Food safety organizations have also joined the AI movement. One online platform developed by the Western Growers Association, a trade organization comprising more than 2,200 farmers, aims to allow users to share food safety data. This network, called GreenLink, started in 2021 in partnership with Creme Global, an Ireland-based data analytics company, and six participating members and has grown tremendously, reaching 140 growers and 6 million data points. “Our goal is to capture and analyze field food safety data so that each operation can view it individually and compare it with an aggregated data of other operations,” says De Ann Davis, PhD, senior vice president of science for the Western Growers Association.

The GreenLink platform plans to use both descriptive and predictive models for analysis. “For example, if a water test comes back high in E. coli, we would like to be able to use descriptive analytics to explain what’s likely causing that, and predictive analytics to understand [whether] that value is expected to be high in that period of the year,” says Dr. Davis. The use of predictive analytics, however, hasn’t been implemented; GreenLink’s datasets are not yet consistent enough to start making predictions. “That doesn’t mean that in six months we won’t be able to do that, though,” she adds.

This insufficient level of consistency has to do with the freedom that the project leaves to participants to decide what data to share­—for example, field location, water or pathogen testing results, or bird activity. Such flexibility is meant to encourage members to share information that is normally treated as confidential.

The challenge of collecting non-public data is an aspect of AI in which the human factor is very much present. When sensitive company data is essential for developing AI tools, sharing it is not a spontaneous act done for the sake of the algorithm; rather, it’s a business decision taken to gauge risk versus reward.

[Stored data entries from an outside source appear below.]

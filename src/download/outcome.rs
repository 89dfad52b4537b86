//! Per-URL result of running the download pipeline.

use std::fmt;
use std::path::{Path, PathBuf};

use super::error::{DownloadError, FailureKind};

/// Why a URL was skipped without touching the network or the disk.
#[derive(Debug, Clone, Copy, PartialEq, Eq)]
pub enum SkipReason {
    /// A regular file with the derived name is already present.
    AlreadyExists,
}

impl fmt::Display for SkipReason {
    fn fmt(&self, f: &mut fmt::Formatter<'_>) -> fmt::Result {
        match self {
            Self::AlreadyExists => f.write_str("file already exists"),
        }
    }
}

/// Outcome of processing one URL. Produced exactly once per URL.
#[derive(Debug)]
pub enum DownloadOutcome {
    /// The PDF was fetched, validated, and written.
    Success {
        /// Number of bytes written to `file_path`.
        bytes_written: u64,
        /// Destination file.
        file_path: PathBuf,
    },
    /// Nothing was done for this URL.
    Skipped {
        /// Why the URL was skipped.
        reason: SkipReason,
        /// The existing file that caused the skip.
        file_path: PathBuf,
    },
    /// The URL could not be turned into a file; no file was left behind.
    Failed {
        /// The error that stopped the pipeline.
        reason: DownloadError,
    },
}

impl DownloadOutcome {
    /// Returns true for [`DownloadOutcome::Success`].
    #[must_use]
    pub fn is_success(&self) -> bool {
        matches!(self, Self::Success { .. })
    }

    /// Returns true for [`DownloadOutcome::Skipped`].
    #[must_use]
    pub fn is_skipped(&self) -> bool {
        matches!(self, Self::Skipped { .. })
    }

    /// Returns true for [`DownloadOutcome::Failed`].
    #[must_use]
    pub fn is_failed(&self) -> bool {
        matches!(self, Self::Failed { .. })
    }

    /// Short status label: `success`, `skipped`, or `failed`.
    #[must_use]
    pub fn label(&self) -> &'static str {
        match self {
            Self::Success { .. } => "success",
            Self::Skipped { .. } => "skipped",
            Self::Failed { .. } => "failed",
        }
    }

    /// Destination path for successful or skipped outcomes.
    #[must_use]
    pub fn file_path(&self) -> Option<&Path> {
        match self {
            Self::Success { file_path, .. } | Self::Skipped { file_path, .. } => Some(file_path),
            Self::Failed { .. } => None,
        }
    }

    /// Failure taxonomy bucket, for failed outcomes.
    #[must_use]
    pub fn failure_kind(&self) -> Option<FailureKind> {
        match self {
            Self::Failed { reason } => Some(reason.kind()),
            _ => None,
        }
    }
}

impl fmt::Display for DownloadOutcome {
    fn fmt(&self, f: &mut fmt::Formatter<'_>) -> fmt::Result {
        match self {
            Self::Success {
                bytes_written,
                file_path,
            } => write!(f, "downloaded {bytes_written} bytes to {}", file_path.display()),
            Self::Skipped { reason, file_path } => {
                write!(f, "skipped ({reason}): {}", file_path.display())
            }
            Self::Failed { reason } => write!(f, "failed: {reason}"),
        }
    }
}
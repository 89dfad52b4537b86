use std::io::{self, IsTerminal};
use std::sync::atomic::Ordering;

use anyhow::{Context, Result};
use harvester_core::source::{self, PageLoader};
use harvester_core::{HarvestEngine, HttpClient, candidate_urls};
use tracing::{debug, info};

use crate::ProcessExit;
use crate::app::config_runtime::RunSettings;
use crate::app::{config_manager, config_runtime, exit_handler, progress_manager, terminal};
use crate::output;

pub(crate) async fn run_harvester() -> Result<ProcessExit> {
    let (args, cli_sources) = config_runtime::parse_cli_with_sources();
    let settings = config_manager::resolve_config(args, &cli_sources)?;

    let default_level = config_runtime::resolve_default_log_level(&settings);
    let force_cli_log_level = config_runtime::should_force_cli_log_level(&cli_sources);
    terminal::init_tracing(default_level, force_cli_log_level);

    debug!(?settings, "settings resolved");
    info!("pdf-harvester starting");

    if settings.seeds.is_empty() && settings.html_file.is_none() {
        output::print_quick_start_guidance();
        return Ok(ProcessExit::Success);
    }

    harvest(&settings).await
}

pub(crate) async fn harvest(settings: &RunSettings) -> Result<ProcessExit> {
    let client = HttpClient::with_timeout(settings.timeout);

    let pages = if let Some(html_file) = &settings.html_file {
        vec![source::read_html_file(html_file, settings.base_url.as_deref()).await?]
    } else {
        let mut loader = PageLoader::new(&client);
        if let Some(cache_dir) = &settings.page_cache {
            loader = loader.with_cache_dir(cache_dir);
        }
        source::gather_from_seeds(&loader, &settings.seeds).await?
    };

    let urls = candidate_urls(&pages, settings.resolve_relative);
    info!(pages = pages.len(), candidates = urls.len(), "collected PDF links");

    tokio::fs::create_dir_all(&settings.output_dir)
        .await
        .with_context(|| {
            format!(
                "Failed to create output directory '{}'",
                settings.output_dir.display()
            )
        })?;

    let engine = HarvestEngine::new(settings.concurrency)?;

    let use_spinner = terminal::should_use_spinner(
        io::stderr().is_terminal(),
        settings.quiet,
        settings.json,
        terminal::is_dumb_terminal(),
    );
    let (progress_handle, progress_stop) =
        progress_manager::spawn_progress_ui(use_spinner, engine.stats(), urls.len());

    let report = engine.run(&client, &urls, &settings.output_dir).await;

    progress_stop.store(true, Ordering::SeqCst);
    if let Some(handle) = progress_handle {
        let _ = handle.await;
    }

    output::print_completion_summary(&report, &settings.output_dir, settings.json)?;

    Ok(exit_handler::determine_exit_outcome(
        report.succeeded() + report.skipped(),
        report.failed(),
    ))
}
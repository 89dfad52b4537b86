//! Configuration lifecycle: load file config and merge it under the CLI.

use anyhow::Result;
use tracing::debug;

use crate::app::config_runtime::{self, CliValueSources, RunSettings};
use crate::app_config::{VerbositySetting, load_default_file_config};
use crate::cli::Args;

/// Loads the default config file (if any) and returns the merged run settings.
pub(crate) fn resolve_config(args: Args, cli_sources: &CliValueSources) -> Result<RunSettings> {
    let loaded_config = load_default_file_config()?;
    if let Some(path) = &loaded_config.path
        && let Some(config) = &loaded_config.config
    {
        debug!(
            path = %path.display(),
            verbosity = config.verbosity.map(VerbositySetting::as_str),
            "loaded config file"
        );
    }
    config_runtime::resolve_settings(args, cli_sources, loaded_config.config.as_ref())
}
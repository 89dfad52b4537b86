pub(crate) mod socket_guard;
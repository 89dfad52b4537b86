//! PDF link extraction from HTML documents.
//!
//! Parses a page, walks its node tree in document order, and collects the
//! `href` of every anchor whose target ends in `.pdf`. Deduplication is a
//! separate step so callers can merge links from several pages before
//! collapsing repeats.
//!
//! # Example
//!
//! ```
//! use harvester_core::extract::extract_unique_pdf_links;
//!
//! let html = r#"<a href="/a.pdf">A</a><a href="/b.html">B</a><a href="/a.pdf">again</a>"#;
//! assert_eq!(extract_unique_pdf_links(html), vec!["/a.pdf".to_string()]);
//! ```

use std::collections::HashSet;

use scraper::Html;
use tracing::{debug, trace};

/// Suffix (compared case-insensitively) that marks an `href` as a PDF candidate.
const PDF_SUFFIX: &str = ".pdf";

/// Extracts every PDF link from `<a href="...">` elements, in document order.
///
/// The returned values are the attribute values exactly as written in the
/// page; only the `.pdf` suffix test is case-insensitive. Duplicates are kept,
/// use [`dedupe_links`] to collapse them.
///
/// Malformed markup never fails: the parser recovers the same way browsers
/// do, and input with no recoverable anchors yields an empty vector.
#[tracing::instrument(skip(html), fields(html_len = html.len()))]
#[must_use]
pub fn extract_pdf_links(html: &str) -> Vec<String> {
    let document = Html::parse_document(html);
    let mut links = Vec::new();

    // Pre-order walk with an explicit stack; children are pushed in reverse
    // so the leftmost child is visited first.
    let mut stack = vec![document.tree.root()];
    while let Some(node) = stack.pop() {
        if let Some(element) = node.value().as_element()
            && element.name() == "a"
        {
            for (key, value) in element.attrs() {
                if key == "href" && is_pdf_href(value) {
                    trace!(href = value, "found PDF link");
                    links.push(value.to_string());
                }
            }
        }
        stack.extend(node.children().rev());
    }

    debug!(count = links.len(), "extracted PDF links");
    links
}

/// Removes repeated links, keeping the first occurrence of each.
///
/// Equality is exact string equality; `/a.pdf` and `/A.pdf` are distinct.
#[must_use]
pub fn dedupe_links(links: Vec<String>) -> Vec<String> {
    let mut seen = HashSet::with_capacity(links.len());
    links
        .into_iter()
        .filter(|link| seen.insert(link.clone()))
        .collect()
}

/// Extracts PDF links and removes duplicates in one call.
#[must_use]
pub fn extract_unique_pdf_links(html: &str) -> Vec<String> {
    dedupe_links(extract_pdf_links(html))
}

fn is_pdf_href(value: &str) -> bool {
    value.to_lowercase().ends_with(PDF_SUFFIX)
}
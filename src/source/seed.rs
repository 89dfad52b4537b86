//! Seed URL validation and candidate URL assembly.

use std::collections::HashSet;

use tracing::{debug, trace};
use url::Url;

use super::error::SourceError;
use crate::extract::dedupe_links;

/// PDF links found on one page, with the page URL when it is known.
#[derive(Debug, Clone, PartialEq, Eq)]
pub struct PageLinks {
    /// URL the HTML came from. `None` for a local file with no base URL.
    pub page_url: Option<Url>,
    /// PDF hrefs in document order, duplicates included.
    pub links: Vec<String>,
}

/// Validates a seed page URL: absolute, http or https, with a host.
///
/// # Errors
///
/// Returns [`SourceError::InvalidSeed`] describing what is wrong.
///
/// # Examples
///
/// ```
/// use harvester_core::source::parse_seed_url;
///
/// assert!(parse_seed_url("https://www.laballey.com/pages/sds").is_ok());
/// assert!(parse_seed_url("ftp://example.com/").is_err());
/// ```
pub fn parse_seed_url(raw: &str) -> Result<Url, SourceError> {
    let parsed = Url::parse(raw).map_err(|e| SourceError::malformed(raw, &e.to_string()))?;

    match parsed.scheme() {
        "http" | "https" => {}
        scheme => return Err(SourceError::unsupported_scheme(raw, scheme)),
    }

    if parsed.host().is_none() {
        return Err(SourceError::no_host(raw));
    }

    Ok(parsed)
}

/// Builds the list of URLs to hand to the download pipeline.
///
/// Links from all pages are concatenated in page order and deduplicated,
/// keeping the first occurrence. With `resolve_relative`, each surviving link
/// is then joined against the page it was first seen on (links that cannot
/// be joined are kept verbatim), and the result is deduplicated once more so
/// that a relative and an absolute spelling of one URL are fetched once.
#[must_use]
pub fn candidate_urls(pages: &[PageLinks], resolve_relative: bool) -> Vec<String> {
    let mut seen = HashSet::new();
    let mut candidates = Vec::new();

    for page in pages {
        for link in &page.links {
            if !seen.insert(link.as_str()) {
                trace!(link = %link, "dropping duplicate link");
                continue;
            }
            let candidate = match (&page.page_url, resolve_relative) {
                (Some(base), true) => resolve_against(base, link),
                _ => link.clone(),
            };
            candidates.push(candidate);
        }
    }

    if resolve_relative {
        candidates = dedupe_links(candidates);
    }
    debug!(count = candidates.len(), "assembled candidate URLs");
    candidates
}

fn resolve_against(base: &Url, link: &str) -> String {
    match base.join(link) {
        Ok(joined) => joined.into(),
        Err(e) => {
            debug!(link = %link, error = %e, "could not resolve link, keeping it verbatim");
            link.to_string()
        }
    }
}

Dr. Davis says this is a chicken-and-egg problem: “People want to know what you’re going to deliver before they go all the way in with the data, but you can’t deliver anything if they don’t provide data first. So, it’s also a matter of balancing the value they’re getting out with the amount of data they’re putting in.”

Why the Produce Industry Is Ripe for AI

Indeed, growers may be receptive to the idea of sharing data. Matt Stasiewicz, PhD, an associate professor of applied food safety at the University of Illinois Urbana-Champaign, says, “While the produce industry is well controlled, we’re still seeing outbreaks. Yet, no single company is going to observe enough contamination events to understand truly what’s driving that risk. People are starting to realize that sharing data across companies may be the way to find answers to those questions.”

Dr. Stasiewicz is one of his university’s site leads for the AI Institute for Food Systems (AIFS), a consortium formed by six universities and USDA. One of the group’s aims is to create an AI-powered database based on information gathered from public research projects, with a specific focus on microbiological testing data from growing fields: “Just knowing that a test was positive or negative is not really predictive,” says Dr. Stasiewicz. “It’s much more useful to find out what else about that sample could help predict the result, such as how the sample was taken, its size, the assay method, or the size of the field. That can be combined with publicly available data such as weather patterns, the presence of migratory birds, or a specific wind pattern that may be blowing dust in from somewhere else.”